I’ve also seen gas expand in cans as you describe, but only if I’ve accidentally left the can in the sun where it warms quickly. Even then, the liquid gasoline doesn’t change volume enough to erupt out of the can when I remove the cap. What changes more is the pressure on the vapor inside the can. Vapor pressure is a function of temperature, the vapor pressure of the gasoline vapor increases quickly as it warms.
I agree with WesternRoadtripper. It takes a tank of gas more than a couple of minutes to warm up for it to expand in any measurable way.
The volume a liquid like gasoline expands with increasing temperature – well, it isn’t that much. Ever put a cup of cold water and heated it up in a microwave to make some coffee? Doesn’t come out of the microwave hot any more full – at least to the eye – ]=than when you put it in cold, right? That’s why I, like some otheres here, think the OP is probably incorrect.
On the other hand gasses – like air – increase in volume dramatically when heated. Ever put a balloon on a soda bottle and heat the bottle up with your hair dryer? It makes for a good show. It’s much more likely that the air inside the tank heated up slightly – from the exhaust pipe heat maybe, or maybe the newly added gasoline was warmer than the air already in the tank – or like Click and Clack said, the air in the tank was compressed as the gasoline was put in.
In any event, I think it was almost certainly air pressure – not a liquid volume increase – that caused the spill over.

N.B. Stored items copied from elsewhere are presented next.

fn print_summary(run: &AggregateRun, config: &Config) {
    println!(
        "Run {} finished: {} with {} listing(s)",
        run.id,
        run.status,
        run.total_listings()
    );
    for result in run.results.values() {
        match result.error() {
            None => println!(
                "  {}: {} listing(s) in {:.1?}",
                result.site(),
                result.listings().len(),
                result.elapsed()
            ),
            Some(error) => println!(
                "  {}: {} after {} attempt(s), {} listing(s): {}",
                result.site(),
                result.status(),
                result.attempts(),
                result.listings().len(),
                error
            ),
        }
    }
    for warning in &run.warnings {
        println!("  warning: {}", warning);
    }
    if !run.results.is_empty() {
        println!("Results saved to {}", config.output.results_path().display());
    }
}

pub async fn run_now(
    config_manager: &FileConfigManager,
    overrides: RunOverrides,
    send_email: bool,
    print_events: bool,
) -> Result<()> {
    let mut config = config_manager
        .load_config()
        .await
        .context("Failed to load configuration")?;
    overrides.apply(&mut config);

    let criteria = config.search.clone();
    let run = execute_run(&config, criteria, send_email, print_events)
        .await
        .context("Run did not complete")?;
    if !print_events {
        print_summary(&run, &config);
    }
    Ok(())
}

pub async fn run_scheduled(config_manager: &FileConfigManager) -> Result<()> {
    let config = config_manager
        .load_config()
        .await
        .context("Failed to load configuration")?;

    // keeps a resident daemon from repeating this slot
    if let Err(e) = ScheduleState::record(&config.output.schedule_state_path(), Local::now().naive_local()) {
        warn!("Could not record scheduled run: {}", e);
    }

    let run = execute_run(&config, config.search.clone(), true, false)
        .await
        .context("Scheduled run did not complete")?;
    print_summary(&run, &config);
    Ok(())
}
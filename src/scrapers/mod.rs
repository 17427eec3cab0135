pub mod commercialmls;
pub mod loopnet;
pub mod manager;
pub mod progress;
pub mod result;
pub mod run;


pub use commercialmls::CommercialMlsScraper;
pub use loopnet::LoopNetScraper;
pub use manager::ScraperManager;
pub use progress::{ProgressSink, RunEvent};
pub use result::{ScrapeResult, ScrapeStatus};
pub use run::{AggregateRun, RunStatus};

use async_trait::async_trait;
use std::collections::HashMap;
use std::future::Future;
use std::sync::Arc;
use std::time::{Duration, Instant};
use tracing::{info, warn};

use crate::config::{normalize_site_key, PropertyType, ScrapingConfig, SearchCriteria};
use crate::error::{RecoveryStrategy, Result};
use crate::parser::ParsedPage;

/// One listing site.
///
/// `search` never returns an error: every failure, including a browser
/// that would not start, is reported as a `Failed` result for this site.
#[async_trait]
pub trait SiteScraper: Send + Sync {
    /// Registry key, e.g. `loopnet`.
    fn site(&self) -> &'static str;

    /// Property types this site's search form can filter on.
    fn supports(&self, _property_type: PropertyType) -> bool {
        true
    }

    async fn search(&self, criteria: &SearchCriteria, progress: ProgressSink) -> ScrapeResult;
}

/// How often a whole site search is repeated after a transient failure
#[derive(Debug, Clone, Copy, PartialEq, Eq)]
pub struct RetryPolicy {
    pub max_retries: u32,
    pub backoff: Duration,
}

impl RetryPolicy {
    pub fn new(max_retries: u32) -> Self {
        Self {
            max_retries,
            backoff: Duration::from_secs(3),
        }
    }

    pub fn with_backoff(mut self, backoff: Duration) -> Self {
        self.backoff = backoff;
        self
    }

    /// Runs `attempt` until it succeeds, fails permanently, or the retry
    /// budget is spent. Only transient errors are retried.
    pub async fn run<F, Fut>(&self, site: &'static str, progress: &ProgressSink, mut attempt: F) -> ScrapeResult
    where
        F: FnMut(u32) -> Fut,
        Fut: Future<Output = Result<ParsedPage>>,
    {
        let started = Instant::now();
        let mut attempts = 0;
        loop {
            attempts += 1;
            match attempt(attempts).await {
                Ok(page) => {
                    let result = ScrapeResult::from_page(site, page, started.elapsed()).with_attempts(attempts);
                    info!(
                        "[{}] Search finished: {} with {} listing(s) in {:?}",
                        site,
                        result.status(),
                        result.listings().len(),
                        result.elapsed()
                    );
                    return result;
                }
                Err(e) if e.is_transient() && attempts <= self.max_retries => {
                    warn!("[{}] Attempt {} failed ({}), retrying", site, attempts, e);
                    progress.report(0, format!("retrying after: {}", e));
                    tokio::time::sleep(self.backoff).await;
                }
                Err(e) => {
                    warn!("[{}] Search failed after {} attempt(s): {}", site, attempts, e);
                    return ScrapeResult::failed(site, e, started.elapsed()).with_attempts(attempts);
                }
            }
        }
    }
}

/// Runs a search-form step whose absence should not sink the whole search.
/// A missing element skips the step; anything else is passed up.
pub(crate) async fn optional_step<Fut>(site: &str, step: &str, fut: Fut) -> Result<()>
where
    Fut: Future<Output = Result<()>>,
{
    match fut.await {
        Ok(()) => Ok(()),
        Err(e) if e.recovery_strategy() == RecoveryStrategy::SkipStep => {
            warn!("[{}] Skipping {}: {}", site, step, e);
            Ok(())
        }
        Err(e) => Err(e),
    }
}

/// Site key → scraper. Keys are normalised the same way as the criteria's
/// target sites.
#[derive(Default, Clone)]
pub struct ScraperRegistry {
    scrapers: HashMap<String, Arc<dyn SiteScraper>>,
}

impl ScraperRegistry {
    pub fn new() -> Self {
        Self::default()
    }

    /// LoopNet and CommercialMLS, both driving real browsers.
    pub fn with_default_sites(config: &ScrapingConfig) -> Result<Self> {
        let mut registry = Self::new();
        registry.register(Arc::new(LoopNetScraper::new(config)?));
        registry.register(Arc::new(CommercialMlsScraper::new(config)?));
        Ok(registry)
    }

    pub fn register(&mut self, scraper: Arc<dyn SiteScraper>) {
        self.scrapers.insert(normalize_site_key(scraper.site()), scraper);
    }

    pub fn get(&self, site: &str) -> Option<Arc<dyn SiteScraper>> {
        self.scrapers.get(&normalize_site_key(site)).cloned()
    }

    pub fn sites(&self) -> Vec<&str> {
        let mut sites: Vec<&str> = self.scrapers.keys().map(String::as_str).collect();
        sites.sort_unstable();
        sites
    }

    /// Scrapers for the criteria's target sites, plus the keys nobody registered.
    pub fn resolve(&self, criteria: &SearchCriteria) -> (Vec<Arc<dyn SiteScraper>>, Vec<String>) {
        let mut found = Vec::new();
        let mut unknown = Vec::new();
        for key in criteria.site_keys() {
            match self.scrapers.get(&key) {
                Some(scraper) => found.push(Arc::clone(scraper)),
                None => unknown.push(key),
            }
        }
        (found, unknown)
    }
}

This is what I think happened.
When the tank was full, the tank vent float closed stopping tank venting; the remaining vapors above the fuel began to compress as the incoming fuel climbed up the filler pipe; the pump handle clicked off as it is supposed to do; the fuel in the fill pipe is still moving into the tank so it will further compress the vapors above the fuel; and when the fuel momentum is spent the antifollover back flow valve will close keeping the pressurized fuel from regurgitating up the fill pipe.
The back flow valve probably does not completely seal the fill pipe from back flow. As the car sat with the cap off, the fuel backed up the pipe and overflowed down the side of the car.
Well that is my hypothesis and I am sticking too it.